Open jurov opened 10 years ago

jurov commented 10 years ago

It makes debugging configuration problems much harder. In connection.py, line 540 (boto-2.28.0), function S3Connection.lookup() :

    try:
        bucket = self.get_bucket(bucket_name, validate, headers=headers)
    except:
        bucket = None
    return bucket

In my case, the original muted expression was S3ResponseError: S3ResponseError: 403 Forbidden that clearly explained where is the problem. Until this is patched properly, you can change the code into:

    try:
        bucket = self.get_bucket(bucket_name, validate, headers=headers)
    except:
        raise
    return bucket

to get at least proper error message.

It causes following problem with duplicity: https://bugs.launchpad.net/duplicity/+bug/1278529

Fingel commented 10 years ago

This one caused me quite a bit of frustration. It should be patched.

markstos commented 9 years ago

I tried the patch and can confirm it is an improvement when experienced via dejadup. Before the patch, I got a generic error that the backend hung up unexpectedly. With the patch, I get a stack dump is returned in the UI. It's ugly, but it tells me precisely where the problem is so I can move forward.

markstos commented 9 years ago

@jurov, @Fingel I took a second look at this. The docs for lookup clearly state that is designed not to throw exceptions and to return 'none' if the bucket is not found:

https://github.com/boto/boto/blob/develop/boto/s3/connection.py#L551

There is already a method, get_bucket which works in a similar way but throws an exception. So, I think duplicity should be calling get_bucket to access to the full diagnostic about what went wrong.

markstos commented 9 years ago

This reportedly fixed in duplicity v0.7.01 (2015/01/11) by using different method calls like described above, so I think this issue can be closed.

sparksis commented 8 years ago

it's been nearly a year since the last update... This really should be addressed as failing silently is not the correct solution.

saj commented 8 years ago

I think this issue can be closed

No, a catch-all except is never correct. A catch-all except will catch: exceptions triggered by ^C (SIGINT), misspelled identifiers, assertion failures, memory allocation failures, inconsistent indentation, and so and and so forth. I cannot imagine a scenario in which it would be advantageous for boto to blindly and silently gobble such failures.

Here is another downstream report that illustrates how this bug continues to frustrate users (the recurring links to duplicity are purely coincidental):

https://bugs.launchpad.net/duplicity/+bug/1618951

except Exception:, while still wrong, would be a minor improvement. A few 'priority' exceptions used by the Python runtime inherit from higher up in the class hierarchy.
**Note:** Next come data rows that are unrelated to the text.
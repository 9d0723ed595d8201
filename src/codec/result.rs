//! Compression results and codec descriptors.

use serde::{Deserialize, Serialize};

/// Result of compression operation
#[derive(Debug, Clone)]
pub struct CompressionResult {
    /// Complete frame (wire format)
    pub data: Vec<u8>,
    /// Frame size as a percentage of the input, rounded to two decimals
    pub ratio_percent: f64,
    /// Original size in bytes
    pub original_size: usize,
    /// Frame size in bytes
    pub compressed_size: usize,
    /// Patterns substituted by the token stage
    pub pattern_count: usize,
}

impl CompressionResult {
    /// Create new compression result
    pub fn new(data: Vec<u8>, original_size: usize, pattern_count: usize) -> Self {
        let compressed_size = data.len();
        Self {
            data,
            ratio_percent: ratio_percent(compressed_size, original_size),
            original_size,
            compressed_size,
            pattern_count,
        }
    }

    /// Original size divided by frame size
    pub fn byte_ratio(&self) -> f64 {
        if self.compressed_size == 0 {
            0.0
        } else {
            self.original_size as f64 / self.compressed_size as f64
        }
    }

    /// Check if compression was beneficial
    pub fn is_beneficial(&self) -> bool {
        self.compressed_size < self.original_size
    }
}

/// `compressed / original * 100` rounded to two decimals; 0 for empty input.
pub fn ratio_percent(compressed: usize, original: usize) -> f64 {
    if original == 0 {
        return 0.0;
    }
    let ratio = compressed as f64 / original as f64 * 100.0;
    (ratio * 100.0).round() / 100.0
}

/// Read-only codec descriptor for diagnostics
#[derive(Debug, Clone, PartialEq, Eq, Serialize, Deserialize)]
#[serde(rename_all = "camelCase")]
pub struct CodecStats {
    /// Algorithm name
    pub algorithm: String,
    /// Configured block size
    pub block_size: usize,
    /// Configured DEFLATE level
    pub compression_level: u32,
    /// Format version written into frames
    pub version: String,
}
markstos commented 8 years ago

No, a catch-all except is never correct

Sometimes you want a method that returns true or false and never throws. boto documents the method in question to never throw so it is working as intended. There is already a related method which does throw. The backwards-compatible solution is for calling libraries to use the methods that do throw if they want that behavior. boto is working as documented this in this case.

Yes, perhaps it would be better if the method documented to never throw never existed, but it does and some apps are using it. The best fix seems to be for the apps to use the alternate methods, which is why I think this bug report can be closed.